//! # Process Launching
//!
//! Spawns the programs behind `exec` actions. Argument strings are split with
//! shell-style quoting rules; the launch blocks until the child exits so the
//! caller can observe the status.

use std::io::ErrorKind;
use std::path::Path;
use std::process::{Command as StdCommand, Stdio};
use thiserror::Error;

#[derive(Error, Debug)]
pub enum ExecutionError {
    #[error("Arguments could not be parsed: {0}")]
    ArgumentParse(String),
    #[error("No program specified to run.")]
    EmptyProgram,
    #[error("Program '{0}' could not be executed: {1}")]
    LaunchFailed(String, std::io::Error),
    #[error("Program '{0}' exited with a non-zero status code.")]
    NonZeroExitStatus(String),
}

/// Launches `program` with shell-style `arguments`, optionally from
/// `base_dir`, and waits for it to finish.
pub fn execute(
    program: &str,
    arguments: Option<&str>,
    base_dir: Option<&str>,
) -> Result<(), ExecutionError> {
    let program = program.trim();
    if program.is_empty() {
        return Err(ExecutionError::EmptyProgram);
    }

    let args = match arguments.map(str::trim).filter(|a| !a.is_empty()) {
        Some(raw) => {
            shlex::split(raw).ok_or_else(|| ExecutionError::ArgumentParse(raw.to_string()))?
        }
        None => Vec::new(),
    };

    let mut command = StdCommand::new(program);
    command
        .args(&args)
        .stdout(Stdio::inherit())
        .stderr(Stdio::inherit());
    if let Some(dir) = base_dir.map(str::trim).filter(|d| !d.is_empty()) {
        command.current_dir(dunce::simplified(Path::new(dir)));
    }

    log::debug!("launching '{program}' with {} argument(s)", args.len());

    // Fallback for Windows shell built-ins like `echo`: retry through cmd.
    let status = match command.status() {
        Ok(status) => status,
        Err(e) if e.kind() == ErrorKind::NotFound && cfg!(target_os = "windows") => {
            log::debug!("program '{program}' not found, retrying with cmd /C");
            let mut fallback = StdCommand::new("cmd");
            fallback.arg("/C").arg(program).args(&args);
            if let Some(dir) = base_dir.map(str::trim).filter(|d| !d.is_empty()) {
                fallback.current_dir(dunce::simplified(Path::new(dir)));
            }
            fallback
                .status()
                .map_err(|e| ExecutionError::LaunchFailed(program.to_string(), e))?
        }
        Err(e) => return Err(ExecutionError::LaunchFailed(program.to_string(), e)),
    };

    if !status.success() {
        return Err(ExecutionError::NonZeroExitStatus(program.to_string()));
    }
    Ok(())
}

#[cfg(test)]
mod tests {
    use super::*;

    #[test]
    fn test_empty_program_is_an_error() {
        assert!(matches!(
            execute("", None, None),
            Err(ExecutionError::EmptyProgram)
        ));
        assert!(matches!(
            execute("   ", None, None),
            Err(ExecutionError::EmptyProgram)
        ));
    }

    #[test]
    fn test_unbalanced_quotes_fail_argument_parsing() {
        assert!(matches!(
            execute("true", Some("\"unterminated"), None),
            Err(ExecutionError::ArgumentParse(_))
        ));
    }

    #[cfg(unix)]
    #[test]
    fn test_successful_launch() {
        assert!(execute("true", None, None).is_ok());
    }

    #[cfg(unix)]
    #[test]
    fn test_non_zero_exit_status() {
        assert!(matches!(
            execute("false", None, None),
            Err(ExecutionError::NonZeroExitStatus(_))
        ));
    }

    #[cfg(unix)]
    #[test]
    fn test_base_dir_is_honored() {
        let dir = tempfile::tempdir().unwrap();
        let marker = dir.path().join("marker");
        std::fs::write(&marker, "x").unwrap();
        assert!(execute("test", Some("-f marker"), dir.path().to_str()).is_ok());
    }

    #[test]
    fn test_missing_program_fails() {
        let result = execute("ctxmenu-no-such-program-here", None, None);
        assert!(result.is_err());
    }
}
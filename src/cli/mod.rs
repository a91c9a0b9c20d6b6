// src/cli/mod.rs

pub mod args;
pub mod handlers;

pub use args::{Cli, Command};
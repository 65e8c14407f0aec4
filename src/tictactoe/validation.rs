//! Board state validation logic

use super::{
    WINNING_LINES,
    board::{BoardState, Player},
};

impl BoardState {
    /// Check if the board state could arise from legal play.
    ///
    /// Piece counts must differ by at most one, the recorded turn must match
    /// the counts, at most one player may have a line, the winner must have
    /// moved last, and multiple winning lines must share a cell.
    pub fn is_valid(&self) -> bool {
        self.invalid_reason().is_none()
    }

    /// Validate the state, naming the offending key on failure.
    ///
    /// # Errors
    ///
    /// Returns [`crate::Error::InvalidState`] describing the first violated rule.
    pub fn validate(&self, key: &str) -> Result<(), crate::Error> {
        match self.invalid_reason() {
            None => Ok(()),
            Some(reason) => Err(crate::Error::InvalidState {
                key: key.to_string(),
                reason,
            }),
        }
    }

    fn invalid_reason(&self) -> Option<String> {
        let count = Self::count_pieces(&self.cells);

        if count.x.abs_diff(count.o) > 1 {
            return Some(format!(
                "piece counts must differ by at most 1 (X={}, O={})",
                count.x, count.o
            ));
        }

        let turn_matches = match self.to_move {
            Player::X => count.x == count.o || count.o == count.x + 1,
            Player::O => count.x == count.o + 1,
        };
        if !turn_matches {
            return Some(format!(
                "piece counts (X={}, O={}) are inconsistent with {} to move",
                count.x, count.o, self.to_move
            ));
        }

        let x_wins = self.has_won(Player::X);
        let o_wins = self.has_won(Player::O);

        if x_wins && o_wins {
            return Some("both players cannot have winning lines".to_string());
        }

        for (wins, player) in [(x_wins, Player::X), (o_wins, Player::O)] {
            if !wins {
                continue;
            }
            if self.to_move != player.opponent() {
                return Some(format!("{player} won but did not move last"));
            }
            if !self.winning_lines_share_cell(player) {
                return Some(format!("{player} holds winning lines that share no cell"));
            }
        }

        None
    }

    /// Check if all winning lines for a player share at least one cell.
    /// Several lines can only be completed by a single move through a common cell.
    pub fn winning_lines_share_cell(&self, player: Player) -> bool {
        let cell = player.to_cell();
        let winning_lines: Vec<&[usize; 3]> = WINNING_LINES
            .iter()
            .filter(|line| line.iter().all(|&idx| self.cells[idx] == cell))
            .collect();

        if winning_lines.len() < 2 {
            return true;
        }

        (0..9).any(|pos| winning_lines.iter().all(|line| line.contains(&pos)))
    }
}
//! Adapters implementing domain ports.
//!
//! Infrastructure implementations of the traits defined in the ports module,
//! plus selection of a file format from a path's extension.

pub mod in_memory_repository;
pub mod json_repository;
pub mod msgpack_repository;

use std::path::Path;

use serde::{Serialize, de::DeserializeOwned};

pub use in_memory_repository::InMemoryRepository;
pub use json_repository::JsonRepository;
pub use msgpack_repository::MsgPackRepository;

use crate::{
    Result,
    policy::{Policy, PolicyEntry},
    ports::Repository,
};

/// On-disk format chosen by file extension
#[derive(Debug, Clone, Copy, PartialEq, Eq)]
pub enum FileFormat {
    Json,
    MsgPack,
}

impl FileFormat {
    /// `.msgpack` and `.mpk` select MessagePack; anything else is JSON.
    pub fn from_path(path: &Path) -> Self {
        match path.extension().and_then(|ext| ext.to_str()) {
            Some("msgpack" | "mpk") => FileFormat::MsgPack,
            _ => FileFormat::Json,
        }
    }
}

/// Save through the repository matching the path's extension.
///
/// # Errors
///
/// See [`Repository::save`].
pub fn save_file<T: Serialize>(value: &T, path: &Path) -> Result<()> {
    match FileFormat::from_path(path) {
        FileFormat::Json => JsonRepository.save(value, path),
        FileFormat::MsgPack => MsgPackRepository.save(value, path),
    }
}

/// Load through the repository matching the path's extension.
///
/// # Errors
///
/// See [`Repository::load`].
pub fn load_file<T: DeserializeOwned>(path: &Path) -> Result<T> {
    match FileFormat::from_path(path) {
        FileFormat::Json => JsonRepository.load(path),
        FileFormat::MsgPack => MsgPackRepository.load(path),
    }
}

/// Load a policy table through the repository matching the path's extension.
///
/// # Errors
///
/// See [`Repository::load_policy`].
pub fn load_policy_file<T: DeserializeOwned + PolicyEntry>(path: &Path) -> Result<Policy<T>> {
    match FileFormat::from_path(path) {
        FileFormat::Json => JsonRepository.load_policy(path),
        FileFormat::MsgPack => MsgPackRepository.load_policy(path),
    }
}
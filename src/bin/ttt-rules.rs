//! ttt-rules CLI - Solve Tic-Tac-Toe and induce the rules behind optimal play
//!
//! This CLI provides a unified interface for:
//! - Solving every reachable state into an optimal-move or Win/Draw/Lose policy
//! - Inducing minimal causal rules from a solved or persisted policy
//! - Tallying the line topology of policies and rules
//!
//! Set `RUST_LOG=info` (or `debug` for every accepted rule) for log output.

use anyhow::Result;
use clap::{Parser, Subcommand};

#[derive(Parser)]
#[command(name = "ttt-rules")]
#[command(version, about = "Tic-Tac-Toe policy solver and causal rule induction", long_about = None)]
struct Cli {
    #[command(subcommand)]
    command: Commands,
}

#[derive(Subcommand)]
enum Commands {
    /// Solve (or load) a policy, induce rules and report
    Pipeline(Box<ttt_rules::cli::commands::pipeline::PipelineArgs>),

    /// Solve every reachable state and write the policy
    Solve(ttt_rules::cli::commands::solve::SolveArgs),

    /// Tally line signatures over a Win/Draw/Lose policy
    Topology(ttt_rules::cli::commands::topology::TopologyArgs),
}

fn main() -> Result<()> {
    env_logger::Builder::from_env(env_logger::Env::default().default_filter_or("warn")).init();

    let cli = Cli::parse();

    match cli.command {
        Commands::Pipeline(args) => ttt_rules::cli::commands::pipeline::execute(*args),
        Commands::Solve(args) => ttt_rules::cli::commands::solve::execute(args),
        Commands::Topology(args) => ttt_rules::cli::commands::topology::execute(args),
    }
}
//! Evaluation of a single candidate rule against a frozen snapshot

use serde::{Deserialize, Serialize};

use super::{registry::RuleRegistry, rule::Rule, universe::Universe};
use crate::tictactoe::{Cell, Player, board::CELL_COUNT};

/// A candidate rule before its checks have run
#[derive(Debug, Clone, PartialEq, Eq)]
pub struct Hypothesis {
    pub cause_indices: Vec<usize>,
    pub cause_pattern: Vec<Cell>,
    pub turn: Player,
    pub target: usize,
}

impl Hypothesis {
    pub fn into_rule(self, support: usize, pass: usize) -> Rule {
        Rule {
            cause_indices: self.cause_indices,
            cause_pattern: self.cause_pattern,
            turn: self.turn,
            target: self.target,
            support,
            pass,
        }
    }
}

/// Why a hypothesis was not accepted
#[derive(Debug, Clone, Copy, PartialEq, Eq, Hash, Serialize, Deserialize)]
pub enum Rejection {
    /// An accepted rule with a smaller cause already implies it
    Subsumed,
    /// A matching state does not have the target among its optimal moves
    Counterexample,
    /// Too few evidence states
    InsufficientSupport,
    /// A cell outside the cause is constant across the evidence
    NotMinimal,
}

#[derive(Debug, Clone, PartialEq, Eq)]
pub enum Verdict {
    /// Indices of the evidence samples whose (state, target) pair the rule explains
    Accepted { evidence: Vec<usize> },
    Rejected(Rejection),
}

/// Run the subsumption, accuracy, support and minimality checks.
///
/// `candidates` are the universe samples that still hold an active pair and
/// match the hypothesis' cause pattern and turn.
pub fn evaluate(
    hypothesis: &Hypothesis,
    candidates: &[usize],
    universe: &Universe,
    registry: &RuleRegistry,
    min_support: usize,
) -> Verdict {
    if registry.subsumes(hypothesis) {
        return Verdict::Rejected(Rejection::Subsumed);
    }

    let target = hypothesis.target;
    let mut evidence = Vec::new();
    for &index in candidates {
        let sample = universe.sample(index);
        if !sample.state.is_empty(target) {
            continue;
        }
        if !sample.optimal.contains(target) {
            return Verdict::Rejected(Rejection::Counterexample);
        }
        if universe.active(index).contains(target) {
            evidence.push(index);
        }
    }

    if evidence.len() < min_support {
        return Verdict::Rejected(Rejection::InsufficientSupport);
    }

    if has_constant_free_cell(hypothesis, &evidence, universe) {
        return Verdict::Rejected(Rejection::NotMinimal);
    }

    Verdict::Accepted { evidence }
}

fn has_constant_free_cell(hypothesis: &Hypothesis, evidence: &[usize], universe: &Universe) -> bool {
    let Some((&first, rest)) = evidence.split_first() else {
        return false;
    };
    let reference = universe.sample(first).state;
    (0..CELL_COUNT)
        .filter(|pos| *pos != hypothesis.target && !hypothesis.cause_indices.contains(pos))
        .any(|pos| {
            rest.iter()
                .all(|&index| universe.sample(index).state.get(pos) == reference.get(pos))
        })
}

#[cfg(test)]
mod tests {
    use super::*;
    use crate::{
        policy::{MoveSet, Policy},
        tictactoe::BoardState,
    };

    fn universe(entries: &[(&str, &[usize])]) -> Universe {
        let policy: Policy<MoveSet> = entries
            .iter()
            .map(|(key, optimal)| {
                (
                    BoardState::parse(key).unwrap(),
                    optimal.iter().copied().collect(),
                )
            })
            .collect();
        Universe::from_policy(&policy)
    }

    fn candidates(universe: &Universe, hypothesis: &Hypothesis) -> Vec<usize> {
        universe
            .buckets(&hypothesis.cause_indices)
            .into_iter()
            .filter(|((_, turn), _)| *turn == hypothesis.turn)
            .flat_map(|(_, indices)| indices)
            .filter(|&i| {
                hypothesis
                    .cause_indices
                    .iter()
                    .zip(&hypothesis.cause_pattern)
                    .all(|(&idx, &cell)| universe.sample(i).state.get(idx) == cell)
            })
            .collect()
    }

    fn block_at_two() -> Hypothesis {
        Hypothesis {
            cause_indices: vec![0, 1],
            cause_pattern: vec![Cell::X, Cell::X],
            turn: Player::O,
            target: 2,
        }
    }

    #[test]
    fn accepts_consistent_varied_evidence() {
        let universe = universe(&[
            ("XX..O....", &[2]),
            ("XXO.O.X..", &[3]),
            ("XX...O...", &[2]),
            ("XX.O.XOXO", &[2]),
        ]);
        let hypothesis = block_at_two();
        let verdict = evaluate(
            &hypothesis,
            &candidates(&universe, &hypothesis),
            &universe,
            &RuleRegistry::new(),
            2,
        );
        assert!(matches!(verdict, Verdict::Accepted { evidence } if evidence.len() == 3));
    }

    #[test]
    fn single_counterexample_rejects() {
        let universe = universe(&[
            ("XX..O....", &[2]),
            ("XX...O...", &[2]),
            ("XX.O.....", &[3]),
        ]);
        let hypothesis = block_at_two();
        let verdict = evaluate(
            &hypothesis,
            &candidates(&universe, &hypothesis),
            &universe,
            &RuleRegistry::new(),
            2,
        );
        assert_eq!(verdict, Verdict::Rejected(Rejection::Counterexample));
    }

    #[test]
    fn thin_evidence_rejects() {
        let universe = universe(&[("XX..O....", &[2])]);
        let hypothesis = block_at_two();
        let verdict = evaluate(
            &hypothesis,
            &candidates(&universe, &hypothesis),
            &universe,
            &RuleRegistry::new(),
            2,
        );
        assert_eq!(verdict, Verdict::Rejected(Rejection::InsufficientSupport));
    }

    #[test]
    fn under_specified_cause_is_not_minimal() {
        // O at 4 in every evidence state: the cause is missing a cell
        let universe = universe(&[("XX..O....", &[2]), ("XX.XO.O..", &[2])]);
        let hypothesis = block_at_two();
        let verdict = evaluate(
            &hypothesis,
            &candidates(&universe, &hypothesis),
            &universe,
            &RuleRegistry::new(),
            2,
        );
        assert_eq!(verdict, Verdict::Rejected(Rejection::NotMinimal));
    }

    #[test]
    fn registered_generalization_subsumes() {
        let universe = universe(&[("XX..O....", &[2]), ("XX...O...", &[2])]);
        let mut registry = RuleRegistry::new();
        registry.insert(
            Hypothesis {
                cause_indices: vec![1],
                cause_pattern: vec![Cell::X],
                turn: Player::O,
                target: 2,
            }
            .into_rule(2, 1),
        );
        let hypothesis = block_at_two();
        let verdict = evaluate(
            &hypothesis,
            &candidates(&universe, &hypothesis),
            &universe,
            &registry,
            2,
        );
        assert_eq!(verdict, Verdict::Rejected(Rejection::Subsumed));
    }
}
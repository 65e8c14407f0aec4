//! JSON implementation of the repository port.

use std::{
    fs::File,
    io::{BufReader, BufWriter, ErrorKind, Write},
    path::Path,
};

use serde::{Serialize, de::DeserializeOwned};

use crate::{Result, error::Error, ports::Repository};

/// Pretty-printed JSON repository, the default interchange format for
/// policy tables.
#[derive(Debug, Clone, Copy, Default)]
pub struct JsonRepository;

impl JsonRepository {
    pub fn new() -> Self {
        Self
    }
}

impl Repository for JsonRepository {
    fn save<T: Serialize>(&self, value: &T, path: &Path) -> Result<()> {
        let file = File::create(path).map_err(|source| Error::Io {
            operation: format!("create file {path:?}"),
            source,
        })?;
        let mut writer = BufWriter::new(file);
        serde_json::to_writer_pretty(&mut writer, value)?;
        writer.flush().map_err(|source| Error::Io {
            operation: format!("write file {path:?}"),
            source,
        })?;
        Ok(())
    }

    fn load<T: DeserializeOwned>(&self, path: &Path) -> Result<T> {
        let file = File::open(path).map_err(|source| match source.kind() {
            ErrorKind::NotFound => Error::InputNotFound {
                path: path.to_path_buf(),
            },
            _ => Error::Io {
                operation: format!("open file {path:?}"),
                source,
            },
        })?;

        serde_json::from_reader(BufReader::new(file)).map_err(|e| Error::SerializationContext {
            operation: format!("deserialize JSON from {path:?}"),
            message: e.to_string(),
        })
    }
}

#[cfg(test)]
mod tests {
    use tempfile::TempDir;

    use super::*;
    use crate::{
        policy::{MoveClassification, MoveSet, Policy},
        tictactoe::BoardState,
    };

    #[test]
    fn classified_policy_roundtrip() {
        let temp_dir = TempDir::new().unwrap();
        let path = temp_dir.path().join("classified.json");

        let mut policy = Policy::new();
        policy.insert(
            BoardState::parse("XX..O....").unwrap(),
            MoveClassification {
                win: MoveSet::EMPTY,
                draw: MoveSet::single(2),
                lose: [3, 5, 6, 7, 8].into_iter().collect(),
            },
        );

        let repo = JsonRepository::new();
        repo.save(&policy, &path).unwrap();
        let loaded: Policy<MoveClassification> = repo.load_policy(&path).unwrap();
        assert_eq!(policy, loaded);

        let text = std::fs::read_to_string(&path).unwrap();
        assert!(text.contains("\"XX..O....\""));
        assert!(text.contains("\"draw\""));
    }

    #[test]
    fn corrupt_policy_file_is_rejected() {
        let temp_dir = TempDir::new().unwrap();
        let path = temp_dir.path().join("corrupt.json");
        std::fs::write(&path, r#"{"XX..O....": [0]}"#).unwrap();

        let result: Result<Policy<MoveSet>> = JsonRepository::new().load_policy(&path);
        assert!(matches!(
            result,
            Err(Error::CorruptPolicy { ref key, position: 0 }) if key == "XX..O...."
        ));
    }

    #[test]
    fn missing_file_is_input_not_found() {
        let temp_dir = TempDir::new().unwrap();
        let path = temp_dir.path().join("absent.json");
        assert!(matches!(
            JsonRepository::new().load::<Policy<MoveSet>>(&path),
            Err(Error::InputNotFound { .. })
        ));
    }
}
━━━━━━━━━━━━━━━━
Go through the records and count every line with the word "InsufficientSupport"; the answer is the number alone.

3